Giorgio Adamo
Il canto popolare nel Lazio
Il canto popolare nel Lazio
2003, € 15
Formato 16.5x24, pp. 240
Nato all’interno del progetto “L’arte della canzone popolare”, promosso dal Centro Europeo di Toscolano, il volume mette a disposizione dei lettori numerosi esempi musicali, con un apparato critico che ne facilita la collocazione storica, geografica e sociale.
Attraverso un’ampia varietà di canti, ciascuno con la propria forma musicale e il proprio testo letterario, si evidenzia la ricchezza e diversità di ambienti e tradizioni culturali presenti in una regione complessa come il Lazio. In particolare sono affrontati i canti del mondo contadino e della vita del paese, dalle ninne nanne ai canti religiosi, dalle canzoni narrative alle espressioni poetico-musicali legate al lavoro e alle situazioni sociali e politiche. Particolare attenzione è rivolta alle tante tipologie di stornelli presenti nella regione e alla tradizione della canzone romana, dall’Ottocento ai giorni nostri.
Gli interventi di studiosi e musicisti (Monica Sanfilippo, Grazia Tuzi, Giuseppina Colicci, Alessandro Portelli, Antonello Ricci, Ambrogio Sparagna ed Erasmo Treglia) mettono in luce vicende e trasformazioni degli ultimi decenni fornendo utili informazioni sulla situazione attuale delle attività musicali regionali.
Leggi l'introduzione
I canti del mondo contadino e pastorale rappresentano lo strato più profondo, più consolidato, più antico, delle tradizioni musicali popolari in Italia. Oltre ai canti propriamente legati alla vita di campagna, affondano le radici in questo mondo una quantità di modi e stili di canto che talvolta è difficile identificare con un ambiente socio-economico preciso, sia perché largamente diffusi, sia perché lo stesso concetto di mondo contadino, in una società complessa come quella italiana, non sempre presenta confini netti. Il territorio del ‘paese’, in particolare, rappresenta spesso un luogo particolarmente complesso, ancorché di dimensioni limitate, in cui da sempre si sovrappongono – e talvolta si incontrano – il mondo agro-pastorale, ambienti artigiano-urbanizzati (la bottega del barbiere, il fabbro, il ciabattino, etc.), piccola e media borghesia, aristocrazia locale, e, particolarmente importante da questo punto di vista, la chiesa. L’osteria, la cerimonia religiosa, la processione, la festa del paese, divengono luoghi di incontro in cui si affiancano e qualche volta si intrecciano i diversi ambienti.
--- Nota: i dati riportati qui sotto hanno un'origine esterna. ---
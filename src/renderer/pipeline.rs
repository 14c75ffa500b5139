//! WebGPU render pipeline setup

use bytemuck::{Pod, Zeroable};
use glam::{Mat4, Vec3};
use wgpu::util::DeviceExt;

use super::vertex::{CUBE_VERTICES, Instance, Vertex};
use crate::consts::{CAMERA_BASE_Y, VIEW_WIDTH};
use crate::scene::Scene;

const DEPTH_FORMAT: wgpu::TextureFormat = wgpu::TextureFormat::Depth32Float;

/// Camera uniform: combined view-projection matrix
#[repr(C)]
#[derive(Copy, Clone, Debug, Pod, Zeroable)]
struct CameraUniform {
    view_proj: [[f32; 4]; 4],
}

/// Main render state
pub struct RenderState {
    pub surface: wgpu::Surface<'static>,
    pub device: wgpu::Device,
    pub queue: wgpu::Queue,
    pub config: wgpu::SurfaceConfiguration,
    pub pipeline: wgpu::RenderPipeline,
    pub vertex_buffer: wgpu::Buffer,
    pub instance_buffer: wgpu::Buffer,
    pub instance_count: u32,
    camera_buffer: wgpu::Buffer,
    camera_bind_group: wgpu::BindGroup,
    depth_view: wgpu::TextureView,
    /// Viewport size in pixels
    pub size: (u32, u32),
}

impl RenderState {
    pub async fn new(
        surface: wgpu::Surface<'static>,
        adapter: &wgpu::Adapter,
        width: u32,
        height: u32,
    ) -> Self {
        let (device, queue) = adapter
            .request_device(&wgpu::DeviceDescriptor {
                label: Some("stack-drop-device"),
                required_features: wgpu::Features::empty(),
                required_limits: wgpu::Limits::downlevel_webgl2_defaults(),
                memory_hints: Default::default(),
                trace: Default::default(),
                experimental_features: Default::default(),
            })
            .await
            .expect("Failed to create device");

        let surface_caps = surface.get_capabilities(adapter);
        let surface_format = surface_caps
            .formats
            .iter()
            .find(|f| f.is_srgb())
            .copied()
            .unwrap_or(surface_caps.formats[0]);

        let config = wgpu::SurfaceConfiguration {
            usage: wgpu::TextureUsages::RENDER_ATTACHMENT,
            format: surface_format,
            width,
            height,
            present_mode: wgpu::PresentMode::AutoVsync,
            alpha_mode: surface_caps.alpha_modes[0],
            view_formats: vec![],
            desired_maximum_frame_latency: 2,
        };
        surface.configure(&device, &config);

        // Create shader module
        let shader = device.create_shader_module(wgpu::ShaderModuleDescriptor {
            label: Some("shader"),
            source: wgpu::ShaderSource::Wgsl(include_str!("shader.wgsl").into()),
        });

        // Camera uniform
        let camera_buffer = device.create_buffer_init(&wgpu::util::BufferInitDescriptor {
            label: Some("camera_buffer"),
            contents: bytemuck::cast_slice(&[CameraUniform {
                view_proj: Mat4::IDENTITY.to_cols_array_2d(),
            }]),
            usage: wgpu::BufferUsages::UNIFORM | wgpu::BufferUsages::COPY_DST,
        });

        let camera_layout = device.create_bind_group_layout(&wgpu::BindGroupLayoutDescriptor {
            label: Some("camera_bind_group_layout"),
            entries: &[wgpu::BindGroupLayoutEntry {
                binding: 0,
                visibility: wgpu::ShaderStages::VERTEX,
                ty: wgpu::BindingType::Buffer {
                    ty: wgpu::BufferBindingType::Uniform,
                    has_dynamic_offset: false,
                    min_binding_size: None,
                },
                count: None,
            }],
        });

        let camera_bind_group = device.create_bind_group(&wgpu::BindGroupDescriptor {
            label: Some("camera_bind_group"),
            layout: &camera_layout,
            entries: &[wgpu::BindGroupEntry {
                binding: 0,
                resource: camera_buffer.as_entire_binding(),
            }],
        });

        // Create pipeline
        let pipeline_layout = device.create_pipeline_layout(&wgpu::PipelineLayoutDescriptor {
            label: Some("pipeline_layout"),
            bind_group_layouts: &[&camera_layout],
            immediate_size: 0,
        });

        let pipeline = device.create_render_pipeline(&wgpu::RenderPipelineDescriptor {
            label: Some("render_pipeline"),
            layout: Some(&pipeline_layout),
            vertex: wgpu::VertexState {
                module: &shader,
                entry_point: Some("vs_main"),
                buffers: &[Vertex::desc(), Instance::desc()],
                compilation_options: Default::default(),
            },
            fragment: Some(wgpu::FragmentState {
                module: &shader,
                entry_point: Some("fs_main"),
                targets: &[Some(wgpu::ColorTargetState {
                    format: config.format,
                    blend: Some(wgpu::BlendState::ALPHA_BLENDING),
                    write_mask: wgpu::ColorWrites::ALL,
                })],
                compilation_options: Default::default(),
            }),
            primitive: wgpu::PrimitiveState {
                topology: wgpu::PrimitiveTopology::TriangleList,
                strip_index_format: None,
                front_face: wgpu::FrontFace::Ccw,
                cull_mode: Some(wgpu::Face::Back),
                polygon_mode: wgpu::PolygonMode::Fill,
                unclipped_depth: false,
                conservative: false,
            },
            depth_stencil: Some(wgpu::DepthStencilState {
                format: DEPTH_FORMAT,
                depth_write_enabled: true,
                depth_compare: wgpu::CompareFunction::Less,
                stencil: wgpu::StencilState::default(),
                bias: wgpu::DepthBiasState::default(),
            }),
            multisample: wgpu::MultisampleState::default(),
            multiview_mask: None,
            cache: None,
        });

        let vertex_buffer = device.create_buffer_init(&wgpu::util::BufferInitDescriptor {
            label: Some("vertex_buffer"),
            contents: bytemuck::cast_slice(&CUBE_VERTICES),
            usage: wgpu::BufferUsages::VERTEX,
        });

        // Instance buffer is rebuilt each frame (simple approach; boxes
        // only accumulate by one or two per turn)
        let instance_buffer = device.create_buffer_init(&wgpu::util::BufferInitDescriptor {
            label: Some("instance_buffer"),
            contents: &[],
            usage: wgpu::BufferUsages::VERTEX,
        });

        let depth_view = create_depth_view(&device, width, height);

        Self {
            surface,
            device,
            queue,
            config,
            pipeline,
            vertex_buffer,
            instance_buffer,
            instance_count: 0,
            camera_buffer,
            camera_bind_group,
            depth_view,
            size: (width, height),
        }
    }

    pub fn resize(&mut self, new_width: u32, new_height: u32) {
        if new_width > 0 && new_height > 0 {
            self.size = (new_width, new_height);
            self.config.width = new_width;
            self.config.height = new_height;
            self.surface.configure(&self.device, &self.config);
            self.depth_view = create_depth_view(&self.device, new_width, new_height);
        }
    }

    /// Orthographic view-projection for the given camera height.
    ///
    /// The view volume is `VIEW_WIDTH` world units wide; the eye rides up
    /// with the camera height while keeping its original direction.
    fn view_proj(&self, camera_y: f32) -> Mat4 {
        let (w, h) = self.size;
        let view_height = VIEW_WIDTH * h as f32 / w as f32;
        let proj = Mat4::orthographic_rh(
            -VIEW_WIDTH / 2.0,
            VIEW_WIDTH / 2.0,
            -view_height / 2.0,
            view_height / 2.0,
            1.0,
            100.0,
        );

        let eye = Vec3::new(4.0, camera_y, 4.0);
        let target = Vec3::new(0.0, camera_y - CAMERA_BASE_Y, 0.0);
        let view = Mat4::look_at_rh(eye, target, Vec3::Y);

        proj * view
    }

    /// Upload the scene and render one frame
    pub fn render(&mut self, scene: &Scene, camera_y: f32) -> Result<(), wgpu::SurfaceError> {
        let instances: Vec<Instance> = scene.boxes().iter().map(Instance::from_visual).collect();

        self.queue.write_buffer(
            &self.camera_buffer,
            0,
            bytemuck::cast_slice(&[CameraUniform {
                view_proj: self.view_proj(camera_y).to_cols_array_2d(),
            }]),
        );

        self.instance_buffer = self
            .device
            .create_buffer_init(&wgpu::util::BufferInitDescriptor {
                label: Some("instance_buffer"),
                contents: bytemuck::cast_slice(&instances),
                usage: wgpu::BufferUsages::VERTEX,
            });
        self.instance_count = instances.len() as u32;

        let output = self.surface.get_current_texture()?;
        let view = output
            .texture
            .create_view(&wgpu::TextureViewDescriptor::default());

        let mut encoder = self
            .device
            .create_command_encoder(&wgpu::CommandEncoderDescriptor {
                label: Some("render_encoder"),
            });

        {
            let mut render_pass = encoder.begin_render_pass(&wgpu::RenderPassDescriptor {
                label: Some("render_pass"),
                color_attachments: &[Some(wgpu::RenderPassColorAttachment {
                    view: &view,
                    resolve_target: None,
                    ops: wgpu::Operations {
                        load: wgpu::LoadOp::Clear(wgpu::Color {
                            r: 0.04,
                            g: 0.03,
                            b: 0.08,
                            a: 1.0,
                        }),
                        store: wgpu::StoreOp::Store,
                    },
                    depth_slice: None,
                })],
                depth_stencil_attachment: Some(wgpu::RenderPassDepthStencilAttachment {
                    view: &self.depth_view,
                    depth_ops: Some(wgpu::Operations {
                        load: wgpu::LoadOp::Clear(1.0),
                        store: wgpu::StoreOp::Store,
                    }),
                    stencil_ops: None,
                }),
                timestamp_writes: None,
                occlusion_query_set: None,
                multiview_mask: None,
            });

            render_pass.set_pipeline(&self.pipeline);
            render_pass.set_bind_group(0, &self.camera_bind_group, &[]);
            render_pass.set_vertex_buffer(0, self.vertex_buffer.slice(..));
            render_pass.set_vertex_buffer(1, self.instance_buffer.slice(..));
            render_pass.draw(0..CUBE_VERTICES.len() as u32, 0..self.instance_count);
        }

        self.queue.submit(std::iter::once(encoder.finish()));
        output.present();

        Ok(())
    }
}

fn create_depth_view(device: &wgpu::Device, width: u32, height: u32) -> wgpu::TextureView {
    let texture = device.create_texture(&wgpu::TextureDescriptor {
        label: Some("depth_texture"),
        size: wgpu::Extent3d {
            width,
            height,
            depth_or_array_layers: 1,
        },
        mip_level_count: 1,
        sample_count: 1,
        dimension: wgpu::TextureDimension::D2,
        format: DEPTH_FORMAT,
        usage: wgpu::TextureUsages::RENDER_ATTACHMENT,
        view_formats: &[],
    });
    texture.create_view(&wgpu::TextureViewDescriptor::default())
}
Spesso è il modo di cantare, il tipo di voce, a denunciare l’appartenenza e l’identità culturale, oltre che la forma musicale, e sicuramente più del testo verbale. A volte può essere decisiva la presenza di uno strumento musicale: la zampogna e l’organetto chiari connotati agropastorali, la chitarra e la fisarmonica tipici elementi artigiani. Ma se è facile identificare socialmente un canto di mietitura o una romanza alla chitarra da bottega di barbiere o da osteria, assai più problematico può risultare il caso di una ninna-nanna o di un canto religioso. Si cercherà quindi di presentare qui una serie di repertori che per lo più affondano le radici nella cultura contadina e pastorale, ma che complessivamente formano un patrimonio di tradizione ‘popolare’ in senso più ampio e più complesso.
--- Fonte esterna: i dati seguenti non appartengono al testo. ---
//! Display settings and preferences
//!
//! Persisted separately from any game state in LocalStorage; the session
//! itself is transient and never saved.

use serde::{Deserialize, Serialize};

/// Quality preset levels
#[derive(Debug, Clone, Copy, PartialEq, Eq, Serialize, Deserialize, Default)]
pub enum QualityPreset {
    Low,
    #[default]
    Medium,
    High,
}

impl QualityPreset {
    pub fn as_str(&self) -> &'static str {
        match self {
            QualityPreset::Low => "Low",
            QualityPreset::Medium => "Medium",
            QualityPreset::High => "High",
        }
    }

    pub fn from_str(s: &str) -> Option<Self> {
        match s.to_lowercase().as_str() {
            "low" => Some(QualityPreset::Low),
            "medium" | "med" => Some(QualityPreset::Medium),
            "high" => Some(QualityPreset::High),
            _ => None,
        }
    }

    /// Cap on the device pixel ratio used for the canvas backing store
    pub fn max_pixel_ratio(&self) -> f64 {
        match self {
            QualityPreset::Low => 1.0,
            QualityPreset::Medium => 1.5,
            QualityPreset::High => 2.0,
        }
    }
}

/// Game settings/preferences
#[derive(Debug, Clone, Serialize, Deserialize)]
pub struct Settings {
    /// Graphics quality preset
    pub quality: QualityPreset,
    /// Tint the HUD text with the current layer hue
    pub tint_hud: bool,
    /// Show the last-turn percentage next to the score
    pub show_percent: bool,
}

impl Default for Settings {
    fn default() -> Self {
        Self {
            quality: QualityPreset::Medium,
            tint_hud: true,
            show_percent: true,
        }
    }
}

impl Settings {
    /// LocalStorage key
    const STORAGE_KEY: &'static str = "stack_drop_settings";

    /// Load settings from LocalStorage (WASM only)
    #[cfg(target_arch = "wasm32")]
    pub fn load() -> Self {
        let storage = web_sys::window()
            .and_then(|w| w.local_storage().ok())
            .flatten();

        if let Some(storage) = storage {
            if let Ok(Some(json)) = storage.get_item(Self::STORAGE_KEY) {
                if let Ok(settings) = serde_json::from_str(&json) {
                    log::info!("Loaded settings from LocalStorage");
                    return settings;
                }
            }
        }

        log::info!("Using default settings");
        Self::default()
    }

    /// Save settings to LocalStorage (WASM only)
    #[cfg(target_arch = "wasm32")]
    pub fn save(&self) {
        let storage = web_sys::window()
            .and_then(|w| w.local_storage().ok())
            .flatten();

        if let Some(storage) = storage {
            if let Ok(json) = serde_json::to_string(self) {
                let _ = storage.set_item(Self::STORAGE_KEY, &json);
                log::info!("Settings saved");
            }
        }
    }

    /// Native stubs
    #[cfg(not(target_arch = "wasm32"))]
    pub fn load() -> Self {
        Self::default()
    }

    #[cfg(not(target_arch = "wasm32"))]
    pub fn save(&self) {
        // No-op for native
    }
}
Una delle caratteristiche tipiche dei canti diffusi nel mondo popolare è quello di essere legati alle modalità stesse della vita tradizionale e quindi a determinate occasioni. Ciò fa assumere loro di frequente anche una funzione specifica, oltre a quelle più generiche e consuete come il godimento estetico, l’intrattenimento, l’espressione di emozioni, etc. E’ il caso dei canti legati al cosiddetto ciclo della vita, quali le ninne-nanne, i canti di nozze, i lamenti funebri. Questi repertori non sono stati in realtà molto studiati, nel caso della regione Lazio, forse anche perché non spiccano in modo particolare nel ricco panorama di registrazioni sonore disponibile presso gli archivi o pubblicato su disco. Altre regioni italiane, che pure presentano minore varietà complessiva di generi musicali e una inferiore quantità di documentazione raccolta, offrono una tipologia più ricca e interessante di canti di questo tipo. E’ difficile dare una spiegazione di questo stato di fatto; da una parte, vi è stata forse una certa mancanza di ricerche specificamente rivolte a questo genere di repertori, dall’altra, può essere che in questa regione vi sia stata una più precoce decadenza dei repertori tradizionalmente più arcaici. Probabilmente la situazione era diversa fino alla prima metà del Novecento, prima cioè dell’inizio delle ricerche etnomusicologiche basate sull’uso del registratore.
Gli esempi più interessanti citati nei lavori degli studiosi non a caso risalgono agli anni Trenta. Tra questi, la ninna nanna annotata da Colacicchi ad Anagni nel 1931 (esempio musicale 1): da rilevare alcuni tipici contrassegni delle ninne nanna, come il profilo ‘ad arco’ che parte e torna sulla stessa nota, l’oscillazione delle note cadenzali, cioè in conclusione di verso, nell’ambito di una terza minore (sol – sib), la salita – o portamento – verso l’acuto in conclusione di verso, la lunga sosta finale sulla sillaba /oh/. Si confronti anche la ninna nanna di Gallicano nel Lazio trascritta da Nataletti proprio in quegli anni (esempio musicale 2), dove l’oscillazione finale tra sol e sib assume una vera e propria forma di dondolamento, traduzione in musica del movimento corporeo del cullare.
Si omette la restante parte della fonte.